Consider an FMEA model with two failures \(e_1:= \mathrm {right\_critical}(v_1)\) and \(e_2:= \mathrm {right\_critical}(v_2)\) (i.e., \(\textrm{range}(v_1) = \textrm{range}(v_2) = \{\textrm{normal}, \textrm{tooHigh}\}\)) with \((e_1, e_2) \in E2E\) and a prevention action a attached to \((e_1, e_2)\) (without preconditions). Let \(s = \langle \{\textrm{tooHigh}\}, \{\textrm{normal}\} \rangle\).

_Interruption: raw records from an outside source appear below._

//! Cart route handlers.
//!
//! Cart operations use HTMX for dynamic updates without full page
//! reloads. Failures never escape as error pages: each one becomes a
//! toast fragment carrying the operation's user-facing message while
//! the cart stays as it was.

use askama::Template;
use askama_web::WebTemplate;
use axum::{
    Form,
    extract::State,
    http::StatusCode,
    response::{AppendHeaders, IntoResponse, Response},
};
use rust_decimal::Decimal;
use serde::Deserialize;
use tracing::instrument;

use shoebox_core::{CurrencyCode, Price, ProductId};

use crate::models::CartItem;
use crate::models::cart::subtotal;
use crate::services::cart::{
    CartError, MSG_ADD_FAILED, MSG_OUT_OF_STOCK, MSG_REMOVE_FAILED, MSG_UPDATE_FAILED,
};
use crate::state::AppState;

/// Cart item display data for templates.
#[derive(Clone)]
pub struct CartItemView {
    pub id: i32,
    pub title: String,
    pub amount: u32,
    pub price: String,
    pub line_price: String,
    pub image: String,
}

/// Cart display data for templates.
#[derive(Clone)]
pub struct CartView {
    pub items: Vec<CartItemView>,
    pub total: String,
    pub item_count: u32,
}

impl From<&CartItem> for CartItemView {
    fn from(item: &CartItem) -> Self {
        let line_total = item.price * Decimal::from(item.amount);
        Self {
            id: item.id.as_i32(),
            title: item.title.clone(),
            amount: item.amount,
            price: Price::new(item.price, CurrencyCode::USD).display(),
            line_price: Price::new(line_total, CurrencyCode::USD).display(),
            image: item.image.clone(),
        }
    }
}

impl CartView {
    /// Build display data from a cart snapshot.
    #[must_use]
    pub fn from_items(items: &[CartItem]) -> Self {
        Self {
            items: items.iter().map(CartItemView::from).collect(),
            total: subtotal(items).display(),
            item_count: items.iter().map(|item| item.amount).sum(),
        }
    }
}

/// Add to cart form data.
#[derive(Debug, Deserialize)]
pub struct AddToCartForm {
    pub product_id: i32,
}

/// Update cart form data.
#[derive(Debug, Deserialize)]
pub struct UpdateCartForm {
    pub product_id: i32,
    pub amount: i64,
}

/// Remove from cart form data.
#[derive(Debug, Deserialize)]
pub struct RemoveFromCartForm {
    pub product_id: i32,
}

/// Cart page template.
#[derive(Template, WebTemplate)]
#[template(path = "cart/show.html")]
pub struct CartShowTemplate {
    pub cart: CartView,
}

/// Cart items fragment template (for HTMX).
#[derive(Template, WebTemplate)]
#[template(path = "partials/cart_items.html")]
pub struct CartItemsTemplate {
    pub cart: CartView,
}

/// Cart count badge fragment template (for HTMX).
#[derive(Template, WebTemplate)]
#[template(path = "partials/cart_count.html")]
pub struct CartCountTemplate {
    pub count: u32,
}

/// Error toast fragment template (for HTMX).
#[derive(Template, WebTemplate)]
#[template(path = "partials/toast.html")]
pub struct ToastTemplate {
    pub message: &'static str,
}

/// Map a cart error to a response status.
fn status_for(err: &CartError) -> StatusCode {
    match err {
        CartError::OutOfStock => StatusCode::CONFLICT,
        CartError::InvalidAmount => StatusCode::UNPROCESSABLE_ENTITY,
        CartError::NotFound(_) => StatusCode::NOT_FOUND,
        CartError::AddFailed(_) | CartError::UpdateFailed(_) => StatusCode::BAD_GATEWAY,
        CartError::Storage(_) => StatusCode::INTERNAL_SERVER_ERROR,
    }
}

/// Render a cart error as a toast fragment.
///
/// Out-of-stock keeps its explicit message; everything else collapses
/// to the operation's generic failure line. The HTMX retarget headers
/// steer the fragment into the toast region instead of the caller's
/// own swap target.
fn error_toast(err: &CartError, fallback: &'static str) -> Response {
    let message = match err {
        CartError::OutOfStock => MSG_OUT_OF_STOCK,
        _ => fallback,
    };
    (
        status_for(err),
        AppendHeaders([("HX-Retarget", "#toast"), ("HX-Reswap", "innerHTML")]),
        ToastTemplate { message },
    )
        .into_response()
}

/// Display the cart page.
#[instrument(skip(state))]
pub async fn show(State(state): State<AppState>) -> CartShowTemplate {
    let items = state.cart().items().await;
    CartShowTemplate {
        cart: CartView::from_items(&items),
    }
}

/// Add one unit of a product to the cart (HTMX).
///
/// Returns the cart count badge with an HTMX trigger so other fragments
/// refresh themselves.
#[instrument(skip(state))]
pub async fn add(State(state): State<AppState>, Form(form): Form<AddToCartForm>) -> Response {
    match state.cart().add_product(ProductId::new(form.product_id)).await {
        Ok(items) => {
            let count = items.iter().map(|item| item.amount).sum();
            (
                AppendHeaders([("HX-Trigger", "cart-updated")]),
                CartCountTemplate { count },
            )
                .into_response()
        }
        Err(err) => error_toast(&err, MSG_ADD_FAILED),
    }
}

/// Set a cart item's quantity (HTMX).
#[instrument(skip(state))]
pub async fn update(State(state): State<AppState>, Form(form): Form<UpdateCartForm>) -> Response {
    match state
        .cart()
        .update_product_amount(ProductId::new(form.product_id), form.amount)
        .await
    {
        Ok(items) => (
            AppendHeaders([("HX-Trigger", "cart-updated")]),
            CartItemsTemplate {
                cart: CartView::from_items(&items),
            },
        )
            .into_response(),
        Err(err) => error_toast(&err, MSG_UPDATE_FAILED),
    }
}

/// Remove an item from the cart (HTMX).
#[instrument(skip(state))]
pub async fn remove(
    State(state): State<AppState>,
    Form(form): Form<RemoveFromCartForm>,
) -> Response {
    match state
        .cart()
        .remove_product(ProductId::new(form.product_id))
        .await
    {
        Ok(items) => (
            AppendHeaders([("HX-Trigger", "cart-updated")]),
            CartItemsTemplate {
                cart: CartView::from_items(&items),
            },
        )
            .into_response(),
        Err(err) => error_toast(&err, MSG_REMOVE_FAILED),
    }
}

/// Get the cart count badge (HTMX).
#[instrument(skip(state))]
pub async fn count(State(state): State<AppState>) -> CartCountTemplate {
    let items = state.cart().items().await;
    CartCountTemplate {
        count: items.iter().map(|item| item.amount).sum(),
    }
}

Then, the set of possible successor states after applying action a to prevent \(e_1\) is given by \(S' = \{s'\}\) with \(s' = \langle \{\textrm{normal}\}, \{\textrm{normal}\} \rangle\). Assuming that a always succeeds, applying a sets \(\textrm{occ}(e_1) = 1\) as a prevents \(e_1\) from occurring (more details on the exact definition of action semantics are given in Sect. 3.2). In consequence, we obtain \(P(s' \mid s, a) = \textrm{prob}(1) / 1 = (9 - (1--1)) / 9 = 1\) as well as \(P(s \mid s, a) = 0\), i.e., the action sets \(v_1 = \textrm{normal}\) while \(v_2\) is left unchanged.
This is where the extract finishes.